Childlessness influence on the elderly happiness

Considering the closeness and mutually supportive relationships that many adult children and elderly parents enjoy, it is reasonable to expect that elderly individuals who are parents would be happier than those who do not have children. However, the research on this issue has consistently demonstrated that individuals who are childless are as happy and well-adjusted as are parents, even in the later years. Further, people who are sixty-five or older and do not have children are more likely to report advantages than disadvantages of childlessness. Individuals who have remained childless have been found to develop social networks that compensate for the absence of support from adult children. However, the emphasis on such compensatory mechanisms varies by gender. For example, childless women are more likely than their male counterparts to develop close friendship networks and become involved with community and religious organizations. Not surprisingly, older individuals who are the most likely to be disadvantaged by their childlessness are widowed men who had been dependent primarily on their wives for instrumental and emotional support.

"Economists have modeled the impact of many variables on people's overall happiness and have consistently found that children have only a small impact. A small negative impact," reports Harvard psychologist and happiness researcher Daniel Gilbert. In addition, the more children a person has the less happy they are. According to Gilbert, researchers have found that people derive more satisfaction from eating, exercising, shopping, napping, or watching television than taking care of their kids. "Indeed, looking after the kids appears to be only slightly more pleasant than doing housework," asserts Gilbert in his bestselling, Stumbling on Happiness (2006).

Of course, that's not what most parents say when asked. For instance, in a 2007 Pew Research Center survey people insisted that their relationships with their little darlings are of the greatest importance to their personal happiness and fulfillment. However, the same survey also found "by a margin of nearly three-to-one, Americans say that the main purpose of marriage is the 'mutual happiness and fulfillment' of adults rather than the 'bearing and raising of children.'"

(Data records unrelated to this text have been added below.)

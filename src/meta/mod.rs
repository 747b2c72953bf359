//! Structured metadata of one digitized geologic map.

use serde::{Deserialize, Serialize};
use std::collections::BTreeMap;
use std::fmt;
use std::str::FromStr;

use crate::error::GeoMapError;

/// Schema version written into every meta document.
pub const META_VERSION: &str = "v1.0";

/// Name of the derived crop holding the four main-map corners.
pub const LONLAT_CROP: &str = "lonlat";

/// Axis-aligned box in pixel space, serialized as `[x0, y0, x1, y1]`.
#[derive(Debug, Clone, Copy, PartialEq, Eq, Hash, Serialize, Deserialize)]
#[serde(from = "[i32; 4]", into = "[i32; 4]")]
pub struct BBox {
    pub x0: i32,
    pub y0: i32,
    pub x1: i32,
    pub y1: i32,
}

impl BBox {
    pub fn new(x0: i32, y0: i32, x1: i32, y1: i32) -> Self {
        Self { x0, y0, x1, y1 }
    }

    pub fn width(&self) -> i32 {
        self.x1 - self.x0
    }

    pub fn height(&self) -> i32 {
        self.y1 - self.y0
    }

    pub fn center_y(&self) -> f64 {
        (self.y0 as f64 + self.y1 as f64) / 2.0
    }

    /// `0 <= x0 <= x1 <= width` and `0 <= y0 <= y1 <= height`
    pub fn is_within(&self, width: u32, height: u32) -> bool {
        0 <= self.x0
            && self.x0 <= self.x1
            && self.x1 as i64 <= width as i64
            && 0 <= self.y0
            && self.y0 <= self.y1
            && self.y1 as i64 <= height as i64
    }

    /// Non-degenerate and inside the image.
    pub fn is_usable(&self, width: u32, height: u32) -> bool {
        self.is_within(width, height) && self.width() > 0 && self.height() > 0
    }

    /// Shift by the origin of the enclosing crop.
    pub fn offset(&self, dx: i32, dy: i32) -> Self {
        Self::new(self.x0 + dx, self.y0 + dy, self.x1 + dx, self.y1 + dy)
    }
}

impl From<[i32; 4]> for BBox {
    fn from(v: [i32; 4]) -> Self {
        Self::new(v[0], v[1], v[2], v[3])
    }
}

impl From<BBox> for [i32; 4] {
    fn from(b: BBox) -> Self {
        [b.x0, b.y0, b.x1, b.y1]
    }
}

/// Fixed semantic zones of a geologic map
#[derive(Debug, Clone, Copy, PartialEq, Eq, PartialOrd, Ord, Hash, Serialize, Deserialize)]
#[serde(rename_all = "snake_case")]
pub enum RegionClass {
    Title,
    MainMap,
    Scale,
    Legend,
    IndexMap,
    CrossSection,
    StratigraphicColumn,
    Others,
}

impl RegionClass {
    pub const ALL: [RegionClass; 8] = [
        RegionClass::Title,
        RegionClass::MainMap,
        RegionClass::Scale,
        RegionClass::Legend,
        RegionClass::IndexMap,
        RegionClass::CrossSection,
        RegionClass::StratigraphicColumn,
        RegionClass::Others,
    ];

    pub fn as_str(&self) -> &'static str {
        match self {
            RegionClass::Title => "title",
            RegionClass::MainMap => "main_map",
            RegionClass::Scale => "scale",
            RegionClass::Legend => "legend",
            RegionClass::IndexMap => "index_map",
            RegionClass::CrossSection => "cross_section",
            RegionClass::StratigraphicColumn => "stratigraphic_column",
            RegionClass::Others => "others",
        }
    }
}

impl fmt::Display for RegionClass {
    fn fmt(&self, f: &mut fmt::Formatter<'_>) -> fmt::Result {
        f.write_str(self.as_str())
    }
}

impl FromStr for RegionClass {
    type Err = GeoMapError;

    fn from_str(s: &str) -> Result<Self, Self::Err> {
        RegionClass::ALL
            .iter()
            .copied()
            .find(|c| c.as_str() == s.trim())
            .ok_or_else(|| GeoMapError::InvalidInput(format!("Unknown region class: {}", s)))
    }
}

/// The eight neighbours of an index map plus the (always empty) centre
#[derive(Debug, Clone, Copy, PartialEq, Eq, PartialOrd, Ord, Hash, Serialize, Deserialize)]
pub enum Direction {
    #[serde(rename = "WN")]
    NorthWest,
    #[serde(rename = "N")]
    North,
    #[serde(rename = "EN")]
    NorthEast,
    #[serde(rename = "W")]
    West,
    #[serde(rename = "C")]
    Center,
    #[serde(rename = "E")]
    East,
    #[serde(rename = "WS")]
    SouthWest,
    #[serde(rename = "S")]
    South,
    #[serde(rename = "ES")]
    SouthEast,
}

impl Direction {
    /// Neighbour slots in reading order, centre excluded.
    pub const NEIGHBOURS: [Direction; 8] = [
        Direction::NorthWest,
        Direction::North,
        Direction::NorthEast,
        Direction::West,
        Direction::East,
        Direction::SouthWest,
        Direction::South,
        Direction::SouthEast,
    ];

    pub fn key(&self) -> &'static str {
        match self {
            Direction::NorthWest => "WN",
            Direction::North => "N",
            Direction::NorthEast => "EN",
            Direction::West => "W",
            Direction::Center => "C",
            Direction::East => "E",
            Direction::SouthWest => "WS",
            Direction::South => "S",
            Direction::SouthEast => "ES",
        }
    }
}

/// Pixel size of the source image
#[derive(Debug, Clone, Copy, PartialEq, Eq, Serialize, Deserialize)]
pub struct ImageSize {
    pub width: u32,
    pub height: u32,
}

/// One legend row: a colour swatch paired with its label
#[derive(Debug, Clone, PartialEq, Serialize, Deserialize)]
pub struct LegendEntry {
    pub color_bndbox: BBox,
    pub text_bndbox: BBox,
    /// Sampled RGB colour
    pub color: [u8; 3],
    pub color_name: String,
    #[serde(default)]
    pub color_hex: String,
    /// OCR'd label
    pub text: String,
    #[serde(default = "unknown")]
    pub lithology: String,
    #[serde(default = "unknown")]
    pub stratigraphic_age: String,
    /// Fraction of the (downsampled) main map covered by this colour
    #[serde(default)]
    pub area: f64,
}

pub(crate) fn unknown() -> String {
    "unknown".to_string()
}

/// Fields read off the map by the inference service
#[derive(Debug, Clone, Default, PartialEq, Serialize, Deserialize)]
pub struct Information {
    #[serde(default, skip_serializing_if = "Option::is_none")]
    pub title: Option<String>,
    /// Scale ratio, e.g. `[1, 100000]`
    #[serde(default, skip_serializing_if = "Option::is_none")]
    pub scale: Option<[u64; 2]>,
    /// Raw angle strings such as `120°30'E`
    #[serde(default, skip_serializing_if = "Option::is_none")]
    pub longitude: Option<Vec<String>>,
    #[serde(default, skip_serializing_if = "Option::is_none")]
    pub latitude: Option<Vec<String>>,
    /// Index-map adjacency
    #[serde(default, skip_serializing_if = "Option::is_none")]
    pub connection: Option<BTreeMap<Direction, String>>,
}

/// Map metadata document ("meta")
#[derive(Debug, Clone, PartialEq, Serialize, Deserialize)]
pub struct MapMeta {
    pub name: String,
    pub date: String,
    pub version: String,
    pub source: String,
    pub size: ImageSize,
    #[serde(default)]
    pub regions: BTreeMap<RegionClass, Vec<BBox>>,
    #[serde(default)]
    pub legend: BTreeMap<u32, LegendEntry>,
    #[serde(default)]
    pub information: Information,
}

impl MapMeta {
    pub fn new(name: impl Into<String>, source: impl Into<String>, size: ImageSize) -> Self {
        Self {
            name: name.into(),
            date: chrono::Local::now().format("%Y%m%d").to_string(),
            version: META_VERSION.to_string(),
            source: source.into(),
            size,
            regions: BTreeMap::new(),
            legend: BTreeMap::new(),
            information: Information::default(),
        }
    }
}

/// Map name derived from the image file name (stem).
pub fn map_name(image_path: &std::path::Path) -> String {
    image_path
        .file_stem()
        .map(|s| s.to_string_lossy().into_owned())
        .unwrap_or_default()
}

The one area in which there are substantial differences between the experiences of parents and the childless in the later years is living arrangements. Elderly people who are childless are about 50 percent more likely to live in some form of residential care at some point than are parents. One might expect that this would mean that childless men would be the most likely to live in residential care at some point in their later years; however, the fact that women are more likely to be childless, combined with their longer life expectancy, means that childless women are more likely than childless men to live in residential care facilities at some point.